Dumbbell Incline Hammer Press on Exercise Ball

The Dumbbell Incline Hammer Press on Exercise Ball is a fantastic and versatile exercise that targets the muscles of your chest, shoulders, and triceps. This exercise is a variation of the traditional dumbbell incline press, but with an added challenge of balancing on an exercise ball. The incline position helps to focus on the upper chest muscles, while the hammer grip (palms facing each other) activates the outer chest and shoulders. Performing this exercise on an exercise ball adds an element of instability, which engages more muscles in your core to maintain balance. Not only does it strengthen your upper body, but it also requires stability and control, making it a great exercise for improving overall coordination and stability. To perform the Dumbbell Incline Hammer Press on Exercise Ball, you'll need an incline bench set at a 45-degree angle and a pair of dumbbells. Begin by sitting on the exercise ball and carefully walk your feet forward while rolling your back onto the bench. Hold the dumbbells with a hammer grip (palms facing each other) and bring them to the sides of your chest, elbows bent at approximately 90 degrees. From here, push the dumbbells upward, extending your arms fully, and maintaining control throughout the movement. Lower the dumbbells back down to the starting position, keeping your elbows at a 90-degree angle, and repeat for the desired number of repetitions. Remember to engage your core muscles throughout the exercise to maintain balance on the exercise ball. As with any exercise, it is important to use proper form and start with lighter weights before progressing to heavier ones to avoid injury. Incorporate the Dumbbell Incline Hammer Press on Exercise Ball into your upper body workout routine to challenge your chest, shoulders, and triceps effectively. By combining strength and stability, this exercise helps you build a well-rounded physique and improve functional strength for everyday activities.

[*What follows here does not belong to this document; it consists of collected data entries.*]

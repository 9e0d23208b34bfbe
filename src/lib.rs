//! Privacy scoring for Solana wallets.
//!
//! The crate is layered:
//! - [`domain`]: core types, traits, and errors
//! - [`engine`]: the pure, deterministic scoring pipeline
//! - [`app`]: report service and shared application state
//! - [`infra`]: indexer clients and the known-entity registry
//! - [`api`]: axum handlers, router, and OpenAPI docs

pub mod api;
pub mod app;
pub mod domain;
pub mod engine;
pub mod infra;

#[cfg(any(test, feature = "test-utils"))]
pub mod test_utils;
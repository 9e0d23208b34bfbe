//! Application entry point.

use std::env;
use std::sync::Arc;

use anyhow::Result;
use dotenvy::dotenv;
use secrecy::SecretString;
use tokio::signal;
use tracing::{info, warn};
use tracing_subscriber::{EnvFilter, layer::SubscriberExt, util::SubscriberInitExt};

use solana_privacy_scorer::api::create_router;
use solana_privacy_scorer::app::{
    AppState, DEFAULT_CACHE_TTL_SECS, DEFAULT_FETCH_LIMIT, ReportService,
};
use solana_privacy_scorer::domain::TransactionSource;
use solana_privacy_scorer::infra::{HeliusIndexer, RegistryManager};

/// Application configuration
struct Config {
    host: String,
    port: u16,
    /// Helius API key (optional - indexer uses mock mode if not set)
    helius_api_key: Option<SecretString>,
    /// Helius API base URL (optional - uses default if not set)
    helius_api_url: Option<String>,
    /// Path to a JSON file of known-entity registry entries (optional)
    registry_path: Option<String>,
    /// Report cache TTL in seconds (default: 3600)
    report_cache_ttl_secs: i64,
    /// Transactions fetched per analysis (default: 100)
    fetch_limit: usize,
}

impl Config {
    fn from_env() -> Result<Self> {
        let host = env::var("HOST").unwrap_or_else(|_| "0.0.0.0".to_string());
        let port = env::var("PORT")
            .ok()
            .and_then(|p| p.parse().ok())
            .unwrap_or(3000);

        let helius_api_key = env::var("HELIUS_API_KEY")
            .ok()
            .filter(|k| !k.is_empty())
            .map(SecretString::from);
        let helius_api_url = env::var("HELIUS_API_URL").ok().filter(|u| !u.is_empty());

        let registry_path = env::var("REGISTRY_PATH").ok().filter(|p| !p.is_empty());

        let report_cache_ttl_secs = env::var("REPORT_CACHE_TTL_SECS")
            .ok()
            .and_then(|v| v.parse::<i64>().ok())
            .unwrap_or(DEFAULT_CACHE_TTL_SECS);

        let fetch_limit = env::var("FETCH_LIMIT")
            .ok()
            .and_then(|v| v.parse::<usize>().ok())
            .unwrap_or(DEFAULT_FETCH_LIMIT);

        Ok(Self {
            host,
            port,
            helius_api_key,
            helius_api_url,
            registry_path,
            report_cache_ttl_secs,
            fetch_limit,
        })
    }
}

fn init_tracing() {
    let env_filter = EnvFilter::try_from_default_env()
        .unwrap_or_else(|_| EnvFilter::new("info,tower_http=debug"));

    tracing_subscriber::registry()
        .with(env_filter)
        .with(tracing_subscriber::fmt::layer())
        .init();
}

async fn shutdown_signal() {
    let ctrl_c = async {
        signal::ctrl_c()
            .await
            .expect("Failed to install Ctrl+C handler");
    };

    #[cfg(unix)]
    let terminate = async {
        signal::unix::signal(signal::unix::SignalKind::terminate())
            .expect("Failed to install signal handler")
            .recv()
            .await;
    };

    #[cfg(not(unix))]
    let terminate = std::future::pending::<()>();

    tokio::select! {
        _ = ctrl_c => info!("Received Ctrl+C"),
        _ = terminate => info!("Received SIGTERM"),
    }
}

#[tokio::main]
async fn main() -> Result<()> {
    dotenv().ok();
    init_tracing();

    info!("🔍 Solana Privacy Scorer v{}", env!("CARGO_PKG_VERSION"));

    let config = Config::from_env()?;

    info!("📦 Initializing infrastructure...");

    let indexer = HeliusIndexer::new(
        config.helius_api_key.clone(),
        config.helius_api_url.clone(),
    );
    if config.helius_api_key.is_some() {
        info!("   ✓ Helius indexer created");
    } else {
        warn!("   ⚠ Helius indexer created (MOCK MODE - no HELIUS_API_KEY)");
    }

    let registries = match &config.registry_path {
        Some(path) => {
            let manager = RegistryManager::from_file(std::path::Path::new(path))?;
            info!(
                "   ✓ Registry loaded from {} ({} entries)",
                path,
                manager.len()
            );
            manager
        }
        None => {
            let manager = RegistryManager::with_defaults();
            info!(
                "   ○ No REGISTRY_PATH set, using built-in defaults ({} entries)",
                manager.len()
            );
            manager
        }
    };

    let indexer: Arc<dyn TransactionSource> = Arc::new(indexer);
    let registries = Arc::new(registries);

    let report_service = ReportService::new(Arc::clone(&indexer), Arc::clone(&registries))
        .with_cache_ttl(config.report_cache_ttl_secs)
        .with_fetch_limit(config.fetch_limit);

    let app_state = Arc::new(
        AppState::new(indexer, registries).with_report_service(report_service),
    );
    info!(
        "   ✓ Report service initialized (cache TTL: {}s, fetch limit: {})",
        config.report_cache_ttl_secs, config.fetch_limit
    );

    let router = create_router(app_state);

    let addr = format!("{}:{}", config.host, config.port);
    let listener = tokio::net::TcpListener::bind(&addr).await?;

    info!("🚀 Server starting on http://{}", addr);
    info!("📖 Swagger UI available at http://{}/swagger-ui", addr);
    info!("📄 OpenAPI spec at http://{}/api-docs/openapi.json", addr);

    axum::serve(listener, router)
        .with_graceful_shutdown(shutdown_signal())
        .await?;

    info!("👋 Server shut down gracefully");
    Ok(())
}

  • Start by sitting on an exercise ball and holding a pair of dumbbells in each hand.
  • Slowly walk your feet forward, rolling your body down until the exercise ball is supporting your upper back and head.

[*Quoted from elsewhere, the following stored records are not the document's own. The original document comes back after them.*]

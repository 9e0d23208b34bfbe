//! Local transaction-graph analysis.
//!
//! Only the analyzed address's star-shaped neighborhood is modeled: one
//! center node plus one node per distinct counterparty, edge weight =
//! interaction count. Centrality figures are local approximations, not
//! whole-ledger measurements.

use std::collections::BTreeMap;

use serde::{Deserialize, Serialize};
use utoipa::ToSchema;

use crate::domain::{AddressRegistries, EntityKind, TransactionRecord};
use crate::engine::stats::clamp01;

/// PageRank damping factor.
const DAMPING: f64 = 0.85;
/// Fixed PageRank iteration count over the local adjacency.
const PAGERANK_ITERATIONS: usize = 20;
/// Interactions with one counterparty before it becomes a same-owner
/// cluster hypothesis.
const CLUSTER_REPEAT_THRESHOLD: usize = 3;
/// Heuristic constant, not computed: confidence attached to same-owner
/// cluster hypotheses.
const CLUSTER_CONFIDENCE: f64 = 0.6;

const MIN_SAMPLE: usize = 3;

/// A same-owner cluster hypothesis over a repeated counterparty.
#[derive(Debug, Clone, PartialEq, Serialize, Deserialize, ToSchema)]
#[serde(rename_all = "camelCase")]
pub struct ClusterHypothesis {
    pub counterparty: String,
    pub interaction_count: usize,
    /// Heuristic constant, not a statistical estimate
    pub confidence: f64,
}

/// Graph / centrality analysis result.
#[derive(Debug, Clone, PartialEq, Serialize, Deserialize, ToSchema)]
#[serde(rename_all = "camelCase")]
pub struct GraphAnalysis {
    /// Distinct counterparties (star-graph degree)
    pub degree: usize,
    /// Approximation: share of counterparties with repeated interactions
    pub clustering_coefficient: f64,
    /// min(1, degree * clustering / 10)
    pub betweenness_approx: f64,
    /// 1 if any counterparty matches a known exchange/mixer/DeFi registry
    /// entry; null when unknown (not "far")
    #[serde(skip_serializing_if = "Option::is_none")]
    pub known_entity_hop_distance: Option<u32>,
    /// Center node's PageRank over the local adjacency; visibility proxy
    pub network_visibility: f64,
    pub clusters: Vec<ClusterHypothesis>,
    pub interpretation: String,
}

impl GraphAnalysis {
    fn empty() -> Self {
        Self {
            degree: 0,
            clustering_coefficient: 0.0,
            betweenness_approx: 0.0,
            known_entity_hop_distance: None,
            network_visibility: 0.0,
            clusters: Vec::new(),
            interpretation: "Insufficient history for graph analysis.".to_string(),
        }
    }
}

/// Analyze the local counterparty graph of `txs`.
#[must_use]
pub fn analyze_graph(txs: &[TransactionRecord], registries: &AddressRegistries) -> GraphAnalysis {
    if txs.len() < MIN_SAMPLE {
        return GraphAnalysis::empty();
    }

    // Edge weights: counterparty -> interaction count (deterministic order).
    let mut weights: BTreeMap<&str, usize> = BTreeMap::new();
    for tx in txs {
        *weights.entry(tx.counterparty.as_str()).or_insert(0) += 1;
    }

    let degree = weights.len();
    let repeated = weights.values().filter(|&&w| w > 1).count();
    let clustering = if degree == 0 {
        0.0
    } else {
        clamp01(repeated as f64 / degree as f64)
    };
    let betweenness = clamp01(degree as f64 * clustering / 10.0);

    let hop_distance = weights
        .keys()
        .any(|cp| is_known_entity(registries, cp))
        .then_some(1);

    let visibility = center_pagerank(&weights);

    let mut clusters: Vec<ClusterHypothesis> = weights
        .iter()
        .filter(|&(_, &w)| w >= CLUSTER_REPEAT_THRESHOLD)
        .map(|(cp, &w)| ClusterHypothesis {
            counterparty: (*cp).to_string(),
            interaction_count: w,
            confidence: CLUSTER_CONFIDENCE,
        })
        .collect();
    clusters.sort_by(|a, b| b.interaction_count.cmp(&a.interaction_count));

    GraphAnalysis {
        degree,
        clustering_coefficient: clustering,
        betweenness_approx: betweenness,
        known_entity_hop_distance: hop_distance,
        network_visibility: visibility,
        clusters,
        interpretation: interpret(degree, hop_distance),
    }
}

fn is_known_entity(registries: &AddressRegistries, counterparty: &str) -> bool {
    AddressRegistries::match_entity(&registries.exchanges, counterparty)
        .map(|e| {
            matches!(
                e.kind,
                EntityKind::CexHotWallet | EntityKind::DexProgram | EntityKind::Defi
            )
        })
        .unwrap_or(false)
        || AddressRegistries::match_entity(&registries.mixers, counterparty).is_some()
        || AddressRegistries::match_entity(&registries.bridges, counterparty).is_some()
}

/// Iterative PageRank over the local star adjacency (center plus one node
/// per counterparty, undirected weighted edges). Returns the center node's
/// score; in a star this grows with how much traffic the center hubs.
fn center_pagerank(weights: &BTreeMap<&str, usize>) -> f64 {
    let n = weights.len() + 1;
    if n < 2 {
        return 0.0;
    }

    let total_weight: f64 = weights.values().map(|&w| w as f64).sum();
    if total_weight <= 0.0 {
        return 0.0;
    }

    // ranks[0] = center, ranks[1..] = counterparties in map order.
    let mut ranks = vec![1.0 / n as f64; n];
    let edge_weights: Vec<f64> = weights.values().map(|&w| w as f64).collect();

    for _ in 0..PAGERANK_ITERATIONS {
        let mut next = vec![(1.0 - DAMPING) / n as f64; n];
        // Counterparty nodes have a single edge: all their rank flows to
        // the center. The center distributes proportionally to edge weight.
        for (i, w) in edge_weights.iter().enumerate() {
            next[0] += DAMPING * ranks[i + 1];
            next[i + 1] += DAMPING * ranks[0] * (w / total_weight);
        }
        ranks = next;
    }

    clamp01(ranks[0])
}

fn interpret(degree: usize, hop: Option<u32>) -> String {
    match hop {
        Some(1) => format!(
            "Wallet is one hop from a known entity across {degree} counterparties; direct attribution path exists."
        ),
        _ => format!(
            "Wallet interacts with {degree} counterparties with no registered known-entity link."
        ),
    }
}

  • Extend your arms fully, holding the dumbbells with your palms facing each other.
  • Begin the exercise by bending your elbows, lowering the dumbbells to the sides of your chest.

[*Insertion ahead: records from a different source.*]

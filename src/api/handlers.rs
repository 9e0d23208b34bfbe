//! HTTP request handlers with OpenAPI documentation.

use std::str::FromStr;
use std::sync::Arc;

use axum::{
    Json,
    extract::{Path, State},
    http::StatusCode,
    response::IntoResponse,
};
use tracing::error;
use utoipa::OpenApi;
use validator::Validate;

use crate::app::AppState;
use crate::domain::{
    AnalyzeRequest, AppError, ErrorDetail, ErrorResponse, ExternalServiceError, HealthResponse,
    HealthStatus, MetricKind, ValidationError,
};
use crate::engine::PrivacyReport;

/// OpenAPI documentation structure
#[derive(OpenApi)]
#[openapi(
    info(
        title = "Solana Privacy Scorer API",
        version = "0.1.0",
        description = "Privacy scoring for Solana wallets: entropy, k-anonymity, graph, temporal, and attack-surface analysis over indexed transaction history",
        license(
            name = "MIT"
        )
    ),
    paths(
        analyze_handler,
        single_metric_handler,
        health_check_handler,
        liveness_handler,
        readiness_handler,
        crate::api::admin::list_registry_handler,
        crate::api::admin::add_registry_handler,
        crate::api::admin::remove_registry_handler,
    ),
    components(
        schemas(
            AnalyzeRequest,
            PrivacyReport,
            MetricKind,
            crate::domain::TransactionRecord,
            crate::domain::KnownEntity,
            crate::domain::EntityKind,
            crate::domain::RiskLevel,
            crate::domain::RiskTier,
            crate::domain::Grade,
            crate::domain::Recommendation,
            crate::domain::RecommendationPriority,
            HealthResponse,
            HealthStatus,
            ErrorResponse,
            ErrorDetail,
            crate::api::admin::AddRegistryRequest,
            crate::api::admin::RegistryResponse,
            crate::api::admin::ListRegistryResponse,
        )
    ),
    tags(
        (name = "analysis", description = "Privacy analysis endpoints"),
        (name = "health", description = "Health check endpoints"),
        (name = "admin", description = "Known-entity registry management")
    )
)]
pub struct ApiDoc;

/// Generate a full privacy report for a wallet
///
/// Fetches the wallet's transaction history from the indexer, runs every
/// analyzer, and returns the aggregated report. Reports are cached per
/// address and reused while the transaction snapshot is unchanged; set
/// `refresh: true` to force recomputation.
#[utoipa::path(
    post,
    path = "/analyze",
    tag = "analysis",
    request_body = AnalyzeRequest,
    responses(
        (status = 200, description = "Privacy report generated", body = PrivacyReport),
        (status = 400, description = "Invalid address", body = ErrorResponse),
        (status = 502, description = "Indexer unavailable", body = ErrorResponse),
        (status = 500, description = "Internal server error", body = ErrorResponse)
    )
)]
pub async fn analyze_handler(
    State(state): State<Arc<AppState>>,
    Json(payload): Json<AnalyzeRequest>,
) -> Result<Json<PrivacyReport>, AppError> {
    payload.validate().map_err(|e| {
        AppError::Validation(ValidationError::InvalidField {
            field: "address".to_string(),
            message: e.to_string(),
        })
    })?;

    let report = state
        .report_service
        .analyze(&payload.address, payload.refresh)
        .await?;
    Ok(Json(report))
}

/// Run a single analyzer for a wallet
///
/// Narrow entry point for callers that need one metric without paying for
/// the full report. The metric name matches the report field names
/// (`entropy`, `k_anonymity`, `graph`, `temporal`, `mutual_information`,
/// `differential_privacy`, `clustering`, `mixer`, `cross_chain`, `dust`,
/// `exchange`).
#[utoipa::path(
    get,
    path = "/analyze/{address}/metric/{metric}",
    tag = "analysis",
    params(
        ("address" = String, Path, description = "Wallet address (Base58)"),
        ("metric" = String, Path, description = "Analyzer name")
    ),
    responses(
        (status = 200, description = "Single analyzer result"),
        (status = 400, description = "Invalid address or unknown metric", body = ErrorResponse),
        (status = 502, description = "Indexer unavailable", body = ErrorResponse)
    )
)]
pub async fn single_metric_handler(
    State(state): State<Arc<AppState>>,
    Path((address, metric)): Path<(String, String)>,
) -> Result<Json<serde_json::Value>, AppError> {
    let kind = MetricKind::from_str(&metric).map_err(|_| {
        AppError::Validation(ValidationError::InvalidField {
            field: "metric".to_string(),
            message: format!("Unknown metric '{metric}'"),
        })
    })?;

    let value = state.report_service.single_metric(&address, kind).await?;
    Ok(Json(value))
}

/// Detailed health check
#[utoipa::path(
    get,
    path = "/health",
    tag = "health",
    responses(
        (status = 200, description = "Health status", body = HealthResponse)
    )
)]
pub async fn health_check_handler(State(state): State<Arc<AppState>>) -> Json<HealthResponse> {
    let indexer = match state.transaction_source.health_check().await {
        Ok(()) => HealthStatus::Healthy,
        Err(_) => HealthStatus::Unhealthy,
    };
    Json(HealthResponse::new(indexer))
}

/// Kubernetes liveness probe
#[utoipa::path(
    get,
    path = "/health/live",
    tag = "health",
    responses(
        (status = 200, description = "Application is alive")
    )
)]
pub async fn liveness_handler() -> StatusCode {
    StatusCode::OK
}

/// Kubernetes readiness probe
#[utoipa::path(
    get,
    path = "/health/ready",
    tag = "health",
    responses(
        (status = 200, description = "Application is ready to serve traffic"),
        (status = 503, description = "Application is not ready")
    )
)]
pub async fn readiness_handler(State(state): State<Arc<AppState>>) -> StatusCode {
    match state.transaction_source.health_check().await {
        Ok(()) => StatusCode::OK,
        Err(_) => StatusCode::SERVICE_UNAVAILABLE,
    }
}

impl IntoResponse for AppError {
    fn into_response(self) -> axum::response::Response {
        let (status, error_type, message) = match &self {
            AppError::ExternalService(ext_err) => match ext_err {
                ExternalServiceError::Unavailable(_) => (
                    StatusCode::BAD_GATEWAY,
                    "external_service_error",
                    self.to_string(),
                ),
                ExternalServiceError::Timeout(_) => {
                    (StatusCode::GATEWAY_TIMEOUT, "timeout", self.to_string())
                }
                ExternalServiceError::Configuration(_) => (
                    StatusCode::INTERNAL_SERVER_ERROR,
                    "configuration_error",
                    self.to_string(),
                ),
                _ => (
                    StatusCode::BAD_GATEWAY,
                    "external_service_error",
                    self.to_string(),
                ),
            },
            AppError::Validation(_) => (
                StatusCode::BAD_REQUEST,
                "validation_error",
                self.to_string(),
            ),
            AppError::Config(_) => (
                StatusCode::INTERNAL_SERVER_ERROR,
                "configuration_error",
                self.to_string(),
            ),
            AppError::NotFound(_) => (StatusCode::NOT_FOUND, "not_found", self.to_string()),
            AppError::Serialization(_) => (
                StatusCode::INTERNAL_SERVER_ERROR,
                "serialization_error",
                self.to_string(),
            ),
            AppError::Internal(_) => (
                StatusCode::INTERNAL_SERVER_ERROR,
                "internal_error",
                self.to_string(),
            ),
            AppError::NotSupported(_) => (
                StatusCode::NOT_IMPLEMENTED,
                "not_supported",
                self.to_string(),
            ),
        };

        if status.is_server_error() {
            error!(error_type = %error_type, message = %message, "Server error");
        }

        let body = Json(ErrorResponse {
            error: ErrorDetail {
                r#type: error_type.to_string(),
                message,
            },
        });

        (status, body).into_response()
    }
}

  • Pause for a moment, then push the dumbbells back up, extending your arms fully.
  • Repeat the movement for the desired number of repetitions.

Tips & Tricks

  • Focus on maintaining proper form throughout the exercise
  • Engage your core muscles to stabilize your body on the exercise ball
  • Start with light dumbbells and gradually increase the weight as you get stronger
  • Keep your shoulder blades retracted and squeezed together during the movement
  • Control the movement and avoid bouncing the dumbbells off your chest
  • Exhale as you press the dumbbells up and inhale as you lower them down
  • Ensure that your wrists remain straight and aligned with your forearms
  • Use a full range of motion by allowing your elbows to drop below the level of your shoulders
  • Always warm up before attempting this exercise to prevent injury
  • Consult with a fitness professional if you're unsure about your technique or have any concerns.